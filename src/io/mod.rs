//! Types and methods for reading site tracks and writing smoothed output.

pub mod file;
#[cfg(feature = "npy")]
pub mod npy;
pub mod tsv;

pub use file::{read_seqlens, InputFile, OutputFile};
pub use tsv::{read_series_tsv, write_smoothed_tsv, SiteRecord, TsvRecordIterator, SITE_TSV};
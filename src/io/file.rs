//! Input/Output file handling with [`InputFile`] and [`OutputFile`].
//!
//! These types abstract over reading/writing both plaintext and gzip-compressed
//! input/output.

use flate2::read::GzDecoder;
use flate2::write::GzEncoder;
use flate2::Compression;
use indexmap::IndexMap;
use std::fs::File;
use std::io::Write;
use std::io::{self, BufWriter};
use std::io::{BufRead, BufReader, Read};
use std::path::PathBuf;

use crate::error::GSmoothError;
use crate::Position;

/// Read a tab-delimited *genome file* of sequence (i.e. chromosome) names and their lengths.
pub fn read_seqlens(
    filepath: impl Into<PathBuf>,
) -> Result<IndexMap<String, Position>, GSmoothError> {
    let input_file = InputFile::new(filepath);
    let reader = input_file.reader()?;

    let mut seqlens = IndexMap::new();
    for result in reader.lines() {
        let line = result?;
        let mut columns = line.split('\t');
        let seqname = columns
            .next()
            .ok_or_else(|| GSmoothError::InvalidGenomeFile("empty line".to_string()))?;
        let length: Position = columns
            .next()
            .ok_or_else(|| {
                GSmoothError::InvalidGenomeFile(format!(
                    "sequence '{}' has no length column",
                    seqname
                ))
            })?
            .parse()?;
        if seqlens.contains_key(seqname) {
            return Err(GSmoothError::InvalidGenomeFile(format!(
                "sequence '{}' is duplicated",
                seqname
            )));
        }
        seqlens.insert(seqname.to_string(), length);
    }
    Ok(seqlens)
}

/// Check if a file is a gzipped by looking for the magic numbers
pub fn is_gzipped_file(file_path: impl Into<PathBuf>) -> io::Result<bool> {
    let mut file = File::open(file_path.into())?;
    let mut buffer = [0; 2];
    file.read_exact(&mut buffer)?;

    Ok(buffer == [0x1f, 0x8b])
}

/// Represents an input file.
///
/// This struct is used to handle operations on an input file, such as reading from the file.
/// This abstracts how data is read in, allowing for both plaintext and gzip-compressed input
/// to be read through a common interface.
#[derive(Clone, Debug)]
pub struct InputFile {
    pub filepath: PathBuf,
}

impl InputFile {
    /// Constructs a new `InputFile`.
    ///
    /// # Arguments
    ///
    /// * `filepath` - A string slice that holds the path to the file. Gzip-compressed
    ///   input is detected from the file contents, not the extension.
    pub fn new(filepath: impl Into<PathBuf>) -> Self {
        Self {
            filepath: filepath.into(),
        }
    }

    /// Opens the file and returns a buffered reader.
    ///
    /// If the file is gzip-compressed (detected from the gzip magic numbers), this method
    /// will automatically handle the decompression.
    ///
    /// # Returns
    ///
    /// A result containing a `BufReader<Box<dyn Read>>` on success, or an [`io::Error`]
    /// on failure.
    pub fn reader(&self) -> io::Result<BufReader<Box<dyn Read>>> {
        let file = File::open(self.filepath.clone())?;
        let is_gzipped = is_gzipped_file(&self.filepath)?;
        let reader: Box<dyn Read> = if is_gzipped {
            Box::new(GzDecoder::new(file))
        } else {
            Box::new(file)
        };
        Ok(BufReader::new(reader))
    }
}

enum OutputDestination {
    File(PathBuf),
    Stdout,
}

/// Represents an output file.
///
/// This struct is used to handle operations on an output file, such as writing to the file.
/// This abstracts writing both plaintext and gzip-compressed files.
pub struct OutputFile {
    destination: OutputDestination,
    pub header: Option<Vec<String>>,
}

impl OutputFile {
    /// Constructs a new `OutputFile`.
    ///
    /// # Arguments
    ///
    /// * `filepath` - A string slice that holds the path to the file. If the file extension is
    ///   `.gz`, `OutputFile` will automatically write gzip-compressed output.
    /// * `header` - An optional vector of strings representing commented header lines to be
    ///   written to the file.
    pub fn new(filepath: impl Into<PathBuf>, header: Option<Vec<String>>) -> Self {
        Self {
            destination: OutputDestination::File(filepath.into()),
            header,
        }
    }

    /// Constructs a new [`OutputFile`] for standard output.
    pub fn new_stdout(header: Option<Vec<String>>) -> Self {
        Self {
            destination: OutputDestination::Stdout,
            header,
        }
    }

    /// Opens the file and returns a writer.
    ///
    /// If the file path ends with ".gz", the file is treated as gzip-compressed, and the
    /// function will handle compression automatically. If a header is set, it will be written
    /// to the file.
    ///
    /// # Returns
    ///
    /// A result containing a `Box<dyn Write>` on success, or an `io::Error` on failure.
    pub fn writer(&self) -> io::Result<Box<dyn Write>> {
        let mut writer: Box<dyn Write> = match &self.destination {
            OutputDestination::File(path) => {
                let is_gzip = path.extension().is_some_and(|ext| ext == "gz");
                if is_gzip {
                    Box::new(BufWriter::new(GzEncoder::new(
                        File::create(path)?,
                        Compression::default(),
                    )))
                } else {
                    Box::new(BufWriter::new(File::create(path)?))
                }
            }
            OutputDestination::Stdout => Box::new(BufWriter::new(io::stdout())),
        };
        // write header if one is set
        if let Some(entries) = &self.header {
            for entry in entries {
                writeln!(writer, "#{}", entry)?;
            }
        }
        Ok(writer)
    }
}

#[cfg(test)]
mod tests {
    use super::*;
    use std::io::Write;
    use tempfile::NamedTempFile;

    #[test]
    fn test_read_seqlens() {
        let mut file = NamedTempFile::new().unwrap();
        writeln!(file, "chr1\t100").unwrap();
        writeln!(file, "chr2\t50").unwrap();
        file.flush().unwrap();

        let seqlens = read_seqlens(file.path()).unwrap();
        assert_eq!(seqlens.get("chr1"), Some(&100));
        assert_eq!(seqlens.get("chr2"), Some(&50));
        assert_eq!(seqlens.len(), 2);
    }

    #[test]
    fn test_read_seqlens_duplicate() {
        let mut file = NamedTempFile::new().unwrap();
        writeln!(file, "chr1\t100").unwrap();
        writeln!(file, "chr1\t50").unwrap();
        file.flush().unwrap();

        let result = read_seqlens(file.path());
        assert!(matches!(result, Err(GSmoothError::InvalidGenomeFile(_))));
    }
}
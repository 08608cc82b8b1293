
pub mod commands;
pub mod error;
pub mod io;
pub mod reporting;
pub mod sequences;
pub mod series;
pub mod smooth;
pub mod test_utilities;

pub type Position = u32;

pub mod prelude {
    pub use crate::error::GSmoothError;
    pub use crate::io::file::{read_seqlens, InputFile, OutputFile};
    pub use crate::io::tsv::{read_series_tsv, write_smoothed_tsv, SiteRecord, SITE_TSV};
    pub use crate::sequences::SeriesMap;
    pub use crate::series::Series;
    pub use crate::smooth::{running_average, SmoothedSeries, DEFAULT_MIN_VALID_FRACTION};
    pub use crate::Position;
}
//! Test cases and test utility functions.
//!

use indexmap::IndexMap;
use ndarray::Array1;
use rand::{thread_rng, Rng};
use std::io::Write;
use tempfile::NamedTempFile;

use crate::error::GSmoothError;
use crate::sequences::SeriesMap;
use crate::series::Series;
use crate::Position;

// Stochastic test series defaults
//
// The tradeoff is catching stochastic errors vs test time.
pub const NRANDOM_SITES: usize = 1000;

// default fraction of sites to mask
pub const MASKED_FRACTION: f64 = 0.1;

/// Build a random uniformly-valid series of `n` sites.
pub fn random_plain_series(n: usize) -> Series<f64> {
    let mut rng = thread_rng();
    let values: Vec<f64> = (0..n).map(|_| rng.gen()).collect();
    Series::from_vec(values)
}

/// Build a random masked series of `n` sites, with each site independently
/// masked with probability `masked_fraction`.
pub fn random_masked_series(n: usize, masked_fraction: f64) -> Series<f64> {
    let mut rng = thread_rng();
    let values: Array1<f64> = (0..n).map(|_| rng.gen()).collect();
    let valid: Array1<bool> = (0..n).map(|_| rng.gen::<f64>() >= masked_fraction).collect();
    Series::Masked { values, valid }
}

/// Build a random [`SeriesMap`] over the sequences in `seqlens`.
pub fn random_series_map(
    seqlens: &IndexMap<String, Position>,
    masked_fraction: f64,
) -> Result<SeriesMap<f64>, GSmoothError> {
    let mut series_map = SeriesMap::new();
    for (seqname, length) in seqlens.iter() {
        let series = random_masked_series(*length as usize, masked_fraction);
        series_map.insert(seqname, series)?;
    }
    Ok(series_map)
}

/// Write a random dense site track over the sequences in `seqlens` to a
/// temporary TSV file.
pub fn random_trackfile(
    seqlens: &IndexMap<String, Position>,
    masked_fraction: f64,
) -> Result<NamedTempFile, GSmoothError> {
    let mut rng = thread_rng();
    let mut file = NamedTempFile::new()?;
    for (seqname, length) in seqlens.iter() {
        for pos in 0..*length {
            if rng.gen::<f64>() < masked_fraction {
                writeln!(file, "{}\t{}\t.", seqname, pos)?;
            } else {
                writeln!(file, "{}\t{}\t{}", seqname, pos, rng.gen::<f64>())?;
            }
        }
    }
    file.flush()?;
    Ok(file)
}
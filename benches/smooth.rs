use criterion::{criterion_group, criterion_main, Criterion};
use gsmooth::prelude::*;
use gsmooth::test_utilities::{random_masked_series, random_plain_series, MASKED_FRACTION};

const NSITES: usize = 1_000_000;
const WINDOW_SIZE: usize = 100;

fn bench_running_average(c: &mut Criterion) {
    // create the benchmark group
    let mut group = c.benchmark_group("running_average");

    // create the test data
    let plain = random_plain_series(NSITES);
    let masked = random_masked_series(NSITES, MASKED_FRACTION);

    // configure the sample size for the group
    group.sample_size(10);

    group.bench_function("plain", |b| {
        b.iter(|| {
            let smoothed =
                running_average(&plain, WINDOW_SIZE, DEFAULT_MIN_VALID_FRACTION).unwrap();
            smoothed.len()
        });
    });

    group.bench_function("masked", |b| {
        b.iter(|| {
            let smoothed =
                running_average(&masked, WINDOW_SIZE, DEFAULT_MIN_VALID_FRACTION).unwrap();
            smoothed.n_invalid()
        });
    });

    group.finish();
}

criterion_group!(benches, bench_running_average);
criterion_main!(benches);
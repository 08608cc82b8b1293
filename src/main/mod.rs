use std::path::PathBuf;

use clap::{Parser, Subcommand};
#[cfg(feature = "dev-commands")]
use gsmooth::commands::gsmooth_random_series;
use gsmooth::{commands::gsmooth_smooth, prelude::*};

const INFO: &str = "\
gsmooth: masked running averages over per-site genomic tracks
usage: gsmooth [--help] <subcommand>

Subcommands:

  smooth: smooth a per-site TSV track with a masked running average.

";

#[derive(Parser)]
#[clap(name = "gsmooth")]
#[clap(about = INFO)]
struct Cli {
    #[arg(short, long, action = clap::ArgAction::Count)]
    debug: u8,

    #[command(subcommand)]
    command: Option<Commands>,
}

#[derive(Subcommand)]
enum Commands {
    Smooth {
        /// a TSV genome file of chromosome names and their lengths
        #[arg(long, required = true)]
        seqlens: PathBuf,

        /// an input TSV track of sequence name, 0-based position, and value
        /// rows, where '.' marks a masked site
        #[arg(required = true)]
        trackfile: PathBuf,

        /// number of sites the moving average considers
        #[arg(long, required = true)]
        window_size: usize,

        /// smallest fraction of valid sites a window needs before its
        /// output site is kept
        #[arg(long, default_value_t = DEFAULT_MIN_VALID_FRACTION)]
        min_valid_fraction: f64,

        /// an optional output file (standard output will be used if not specified)
        #[arg(long)]
        output: Option<PathBuf>,
    },

    #[cfg(feature = "dev-commands")]
    RandomSeries {
        /// a TSV genome file of chromosome names and their lengths
        #[arg(required = true)]
        seqlens: PathBuf,

        /// fraction of sites to mask
        #[arg(long, default_value_t = 0.1)]
        masked_fraction: f64,

        /// an optional output file (standard output will be used if not specified)
        #[arg(long)]
        output: Option<PathBuf>,
    },
}

fn run() -> Result<(), GSmoothError> {
    let cli = Cli::parse();
    let result = match &cli.command {
        Some(Commands::Smooth {
            seqlens,
            trackfile,
            window_size,
            min_valid_fraction,
            output,
        }) => gsmooth_smooth(
            trackfile,
            seqlens,
            *window_size,
            *min_valid_fraction,
            output.as_ref(),
        ),
        #[cfg(feature = "dev-commands")]
        Some(Commands::RandomSeries {
            seqlens,
            masked_fraction,
            output,
        }) => gsmooth_random_series(seqlens, *masked_fraction, output.as_ref()),
        None => {
            println!("{}\n", INFO);
            std::process::exit(1);
        }
    };
    let output = result?;
    if !output.report.is_empty() {
        eprintln!("{}", output.report);
    }
    Ok(())
}

fn main() {
    match run() {
        Ok(_) => {}
        Err(e) => {
            eprintln!("Error: {}", e);
            std::process::exit(1);
        }
    }
}
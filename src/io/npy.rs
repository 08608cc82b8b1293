//! Optional `.npy` output of smoothed arrays.
//!
//! This module is only loaded with the crate `npy` feature, since it
//! requires [ndarray-npy](https://crates.io/crates/ndarray-npy).

use ndarray::Array1;
use std::path::PathBuf;

use crate::error::GSmoothError;
use crate::smooth::SmoothedSeries;

/// Write the smoothed values of one sequence to a `.npy` file, with NaN at
/// invalid sites.
pub fn write_npy_values(
    filepath: impl Into<PathBuf>,
    smoothed: &SmoothedSeries<f64>,
) -> Result<(), GSmoothError> {
    let masked: Array1<f64> = smoothed
        .iter()
        .map(|(value, flag)| if flag { value } else { f64::NAN })
        .collect();
    ndarray_npy::write_npy(filepath.into(), &masked)?;
    Ok(())
}

/// Write the per-site validity flags of one sequence to a `.npy` file.
pub fn write_npy_validity(
    filepath: impl Into<PathBuf>,
    smoothed: &SmoothedSeries<f64>,
) -> Result<(), GSmoothError> {
    ndarray_npy::write_npy(filepath.into(), smoothed.valid())?;
    Ok(())
}
//! Per-sequence (e.g. per-chromosome) collections of observation series.
//!
//! A [`SeriesMap`] holds one [`Series`] per sequence name, e.g. a per-site
//! diversity track for each chromosome, and can smooth all of them with the
//! same window settings. Per-sequence smoothing is independent, so callers
//! with many sequences can also fan the work out themselves with
//! [`running_average()`] directly.

use genomap::GenomeMap;
use num_traits::{Float, FromPrimitive};

use crate::error::GSmoothError;
use crate::series::Series;
use crate::smooth::{running_average, SmoothedSeries};

/// A container of per-site observation series keyed by sequence name.
pub struct SeriesMap<F: Float> {
    data: GenomeMap<Series<F>>,
}

impl<F: Float> SeriesMap<F> {
    /// Create an empty [`SeriesMap`].
    pub fn new() -> Self {
        Self {
            data: GenomeMap::new(),
        }
    }

    /// Insert a [`Series`] under a sequence name.
    pub fn insert(&mut self, seqname: &str, series: Series<F>) -> Result<(), GSmoothError> {
        self.data.insert(seqname, series)?;
        Ok(())
    }

    /// The names of all sequences in the container.
    pub fn seqnames(&self) -> Vec<String> {
        self.data.names()
    }

    /// Get the series for a sequence name.
    pub fn get_series(&self, seqname: &str) -> Result<&Series<F>, GSmoothError> {
        self.data
            .get(seqname)
            .ok_or(GSmoothError::MissingSequence(seqname.to_string()))
    }

    /// The number of sequences in the container.
    pub fn len(&self) -> usize {
        self.data.values().count()
    }

    /// Return whether this container has no sequences.
    pub fn is_empty(&self) -> bool {
        self.len() == 0
    }
}

impl<F: Float> Default for SeriesMap<F> {
    fn default() -> Self {
        Self::new()
    }
}

impl<F: Float + FromPrimitive> SeriesMap<F> {
    /// Smooth every sequence's series with the same window size and
    /// validity threshold, returning the results keyed by sequence name in
    /// the container's order.
    pub fn smooth(
        &self,
        window_size: usize,
        min_valid_fraction: f64,
    ) -> Result<GenomeMap<SmoothedSeries<F>>, GSmoothError> {
        let mut smoothed = GenomeMap::new();
        for seqname in self.seqnames() {
            let series = self.get_series(&seqname)?;
            let result = running_average(series, window_size, min_valid_fraction)?;
            smoothed.insert(&seqname, result)?;
        }
        Ok(smoothed)
    }
}
#[cfg(test)]
mod tests {
    use super::*;
    use crate::test_utilities::{random_masked_series, random_plain_series};

    fn assert_approx_eq(left: f64, right: f64) {
        assert!(
            (left - right).abs() < 1e-12,
            "{} != {} (tolerance 1e-12)",
            left,
            right
        );
    }

    fn ramp(n: usize) -> Vec<f64> {
        (0..n).map(|i| i as f64).collect()
    }

    #[test]
    fn test_length_invariant() {
        for n in [1, 2, 7, 100] {
            for ws in [1, 2, 3, 4, 10] {
                let plain = random_plain_series(n);
                let smoothed = running_average(&plain, ws, 0.95).unwrap();
                assert_eq!(smoothed.values().len(), n);
                assert_eq!(smoothed.valid().len(), n);

                let masked = random_masked_series(n, 0.2);
                let smoothed = running_average(&masked, ws, 0.95).unwrap();
                assert_eq!(smoothed.values().len(), n);
                assert_eq!(smoothed.valid().len(), n);
            }
        }
    }

    #[test]
    fn test_constant_plain_series() {
        let series = Series::from_vec(vec![5.0; 20]);
        let smoothed = running_average(&series, 4, 0.95).unwrap();
        for (value, flag) in smoothed.iter() {
            assert_approx_eq(value, 5.0);
            assert!(flag);
        }
    }

    #[test]
    fn test_constant_plain_series_odd_window() {
        let series = Series::from_vec(vec![5.0; 20]);
        let smoothed = running_average(&series, 5, 0.95).unwrap();
        for (value, flag) in smoothed.iter() {
            assert_approx_eq(value, 5.0);
            assert!(flag);
        }
    }

    #[test]
    fn test_odd_window_edge_correction() {
        // hand-computed for [0, 1, ..., 9] and ws = 3: each output is the
        // mean of the real sites in the truncated window [i-1, i+1]
        let series = Series::from_vec(ramp(10));
        let smoothed = running_average(&series, 3, 0.95).unwrap();
        let expected = [0.5, 1.0, 2.0, 3.0, 4.0, 5.0, 6.0, 7.0, 8.0, 8.5];
        for (i, &value) in expected.iter().enumerate() {
            assert_approx_eq(smoothed.values()[i], value);
            assert!(smoothed.valid()[i]);
        }
    }

    #[test]
    fn test_even_window_edge_correction() {
        // ws = 4 windows cover [i-2, i+1]; hand-computed truncated means
        let series = Series::from_vec(ramp(10));
        let smoothed = running_average(&series, 4, 0.95).unwrap();
        let expected = [0.5, 1.0, 1.5, 2.5, 3.5, 4.5, 5.5, 6.5, 7.5, 8.0];
        for (i, &value) in expected.iter().enumerate() {
            assert_approx_eq(smoothed.values()[i], value);
        }
    }

    #[test]
    fn test_fully_masked_window() {
        // sites 5..15 masked; the ws = 5 window at site 10 is all masked
        let values = vec![1.0; 20];
        let valid: Vec<bool> = (0..20).map(|i| !(5..15).contains(&i)).collect();
        let series = Series::from_parts(values, valid).unwrap();
        let smoothed = running_average(&series, 5, 0.5).unwrap();
        assert!(smoothed.values()[10].is_nan());
        assert!(!smoothed.valid()[10]);
        assert_eq!(smoothed.masked_values()[10], None);
    }

    #[test]
    fn test_threshold_boundary() {
        // ws = 10 and fraction 0.95 require >= 9.5, so an integral count
        // of 9 must fail and 10 must pass
        let values = vec![1.0; 30];
        let valid: Vec<bool> = (0..30).map(|i| i != 15).collect();
        let series = Series::from_parts(values, valid).unwrap();
        let smoothed = running_average(&series, 10, 0.95).unwrap();
        // windows [i-5, i+4] contain the masked site 15 for 11 <= i <= 20
        assert!(smoothed.valid()[10]);
        for i in 11..=20 {
            assert!(!smoothed.valid()[i], "site {} should be invalid", i);
            assert_approx_eq(smoothed.values()[i], 1.0);
        }
        assert!(smoothed.valid()[21]);
    }

    #[test]
    fn test_masked_edges_flagged_invalid() {
        // truncated edge windows of a masked series hold fewer than
        // ws * 0.95 valid sites, unlike the plain path
        let series = Series::from_parts(vec![1.0; 30], vec![true; 30]).unwrap();
        let smoothed = running_average(&series, 10, 0.95).unwrap();
        assert!(!smoothed.valid()[0]);
        assert!(!smoothed.valid()[4]);
        assert!(smoothed.valid()[5]);
        assert!(smoothed.valid()[25]);
        assert!(!smoothed.valid()[26]);
        assert!(!smoothed.valid()[29]);
    }

    #[test]
    fn test_plain_and_all_valid_masked_agree() {
        // the edge-corrected sum over the nominal divisor is algebraically
        // the sum over the true count, so values agree everywhere
        let plain = Series::from_vec(ramp(25));
        let masked = Series::from_parts(ramp(25), vec![true; 25]).unwrap();
        for ws in [2, 3, 4, 5, 8, 9] {
            let from_plain = running_average(&plain, ws, 0.95).unwrap();
            let from_masked = running_average(&masked, ws, 0.95).unwrap();
            for i in 0..25 {
                assert_approx_eq(from_plain.values()[i], from_masked.values()[i]);
            }
        }
    }

    #[test]
    fn test_empty_series() {
        let series: Series<f64> = Series::from_vec(vec![]);
        let smoothed = running_average(&series, 4, 0.95).unwrap();
        assert!(smoothed.is_empty());
        assert_eq!(smoothed.valid().len(), 0);
    }

    #[test]
    fn test_invalid_window_size() {
        let series = Series::from_vec(vec![1.0, 2.0]);
        let result = running_average(&series, 0, 0.95);
        assert!(matches!(result, Err(GSmoothError::InvalidWindowSize(0))));
    }

    #[test]
    fn test_invalid_valid_fraction() {
        let series = Series::from_vec(vec![1.0, 2.0]);
        for fraction in [1.5, 0.0, -0.1, f64::NAN] {
            let result = running_average(&series, 2, fraction);
            assert!(
                matches!(result, Err(GSmoothError::InvalidValidFraction(_))),
                "fraction {} should be rejected",
                fraction
            );
        }
    }

    #[test]
    fn test_unit_window_is_identity() {
        let series = Series::from_vec(ramp(8));
        let smoothed = running_average(&series, 1, 0.95).unwrap();
        for i in 0..8 {
            assert_approx_eq(smoothed.values()[i], i as f64);
            assert!(smoothed.valid()[i]);
        }
    }

    #[test]
    fn test_unit_window_masked() {
        let series = Series::from_options(&[Some(3.0), None, Some(5.0)]);
        let smoothed = running_average(&series, 1, 0.95).unwrap();
        assert_approx_eq(smoothed.values()[0], 3.0);
        assert!(smoothed.valid()[0]);
        assert!(smoothed.values()[1].is_nan());
        assert!(!smoothed.valid()[1]);
    }

    #[test]
    fn test_oversized_window_degrades() {
        // ws > n: no window can meet the threshold, so every output of a
        // masked series is flagged invalid
        let series = Series::from_parts(vec![1.0; 3], vec![true; 3]).unwrap();
        let smoothed = running_average(&series, 7, 0.95).unwrap();
        assert_eq!(smoothed.len(), 3);
        assert_eq!(smoothed.n_invalid(), 3);
    }

    #[test]
    fn test_f32_series() {
        let series: Series<f32> = Series::from_vec(vec![5.0_f32; 12]);
        let smoothed = running_average(&series, 3, 0.95).unwrap();
        for (value, flag) in smoothed.iter() {
            assert!((value - 5.0).abs() < 1e-6);
            assert!(flag);
        }
    }
}
use ragchat_core::config::ChatSettings;
use ragchat_core::locale::Locale;
use ragchat_core::traits::ChatResponder;
use ragchat_core::types::{ChatMessage, ContextPassage};
use ragchat_core::{Error, Result};
use reqwest::Url;
use tracing::{info, warn};

use crate::http::HttpChatResponder;
use crate::local::LocalExtractiveResponder;
use crate::openai::{is_context_proxy, OpenAiChatResponder, OpenAiOptions, DEFAULT_MAX_COMPLETION_TOKENS, OPENAI_HOST};
use crate::transport::timeout_from_secs;

#[derive(Debug, Clone, Copy, PartialEq, Eq)]
pub enum ResponderKind {
    Local,
    Http,
    OpenAi,
}

/// The responder chosen for one tenant.
#[derive(Debug, Clone)]
pub enum Responder {
    Local(LocalExtractiveResponder),
    Http(HttpChatResponder),
    OpenAi(OpenAiChatResponder),
}

impl Responder {
    pub fn kind(&self) -> ResponderKind {
        match self {
            Responder::Local(_) => ResponderKind::Local,
            Responder::Http(_) => ResponderKind::Http,
            Responder::OpenAi(_) => ResponderKind::OpenAi,
        }
    }
}

impl ChatResponder for Responder {
    fn respond(&self, messages: &[ChatMessage], context: &[ContextPassage]) -> Result<String> {
        match self {
            Responder::Local(r) => r.respond(messages, context),
            Responder::Http(r) => r.respond(messages, context),
            Responder::OpenAi(r) => r.respond(messages, context),
        }
    }
}

/// Dispatch rule:
/// - no endpoint: local
/// - driver `http`: generic HTTP
/// - driver `openai`, the public OpenAI host, a `/chat/completions` path or
///   `force_openai`: OpenAI-compatible
/// - anything else: local
pub fn select_kind(settings: &ChatSettings) -> ResponderKind {
    let Some(endpoint) = settings.endpoint() else {
        return ResponderKind::Local;
    };
    let driver = settings.driver();
    match driver.as_deref() {
        Some("http") => return ResponderKind::Http,
        Some("openai") => return ResponderKind::OpenAi,
        _ => {}
    }
    if settings.force_openai.unwrap_or(false) {
        return ResponderKind::OpenAi;
    }
    match Url::parse(endpoint) {
        Ok(url) => {
            let host = url.host_str().unwrap_or_default().to_lowercase();
            if host == OPENAI_HOST || url.path().trim_end_matches('/').ends_with("/chat/completions") {
                ResponderKind::OpenAi
            } else {
                ResponderKind::Local
            }
        }
        Err(_) => ResponderKind::Local,
    }
}

/// Builds the responder for already merged (tenant over default) settings.
pub fn build_responder(settings: &ChatSettings, locale: Locale) -> Result<Responder> {
    let kind = select_kind(settings);
    let timeout = timeout_from_secs(settings.timeout_secs);
    let responder = match (kind, settings.endpoint()) {
        (ResponderKind::Http, Some(endpoint)) => {
            Responder::Http(HttpChatResponder::new(endpoint, settings.token.clone(), timeout)?)
        }
        (ResponderKind::OpenAi, Some(endpoint)) => {
            let url = Url::parse(endpoint)
                .map_err(|e| Error::provider(format!("Invalid chat endpoint '{endpoint}': {e}")))?;
            let driver = settings.driver();
            let forward_context = !is_context_proxy(driver.as_deref(), &url);
            let options = OpenAiOptions {
                temperature: settings.temperature,
                top_p: settings.top_p,
                presence_penalty: settings.presence_penalty,
                frequency_penalty: settings.frequency_penalty,
                max_completion_tokens: settings.max_completion_tokens.unwrap_or(DEFAULT_MAX_COMPLETION_TOKENS),
            };
            let responder = OpenAiChatResponder::new(
                &url,
                settings.token.clone(),
                settings.model.clone(),
                options,
                forward_context,
                timeout,
            )?;
            Responder::OpenAi(responder.with_locale(locale))
        }
        _ => {
            if let Some(endpoint) = settings.endpoint() {
                warn!(endpoint, "chat endpoint matches no known driver, answering locally");
            }
            Responder::Local(LocalExtractiveResponder::new(locale))
        }
    };
    info!(kind = ?responder.kind(), "chat responder ready");
    Ok(responder)
}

◆ ◆ ◆ ◆

Task to carry out>
Retype only the stretch of lines above starting at the one with "with NaN at" and stopping at the one with "let masked: Array1<f64> = smoothed", exactly as written, with both kept.

Answer for the task>
/// Write the smoothed values of one sequence to a `.npy` file, with NaN at
/// invalid sites.
pub fn write_npy_values(
    filepath: impl Into<PathBuf>,
    smoothed: &SmoothedSeries<f64>,
) -> Result<(), GSmoothError> {
    let masked: Array1<f64> = smoothed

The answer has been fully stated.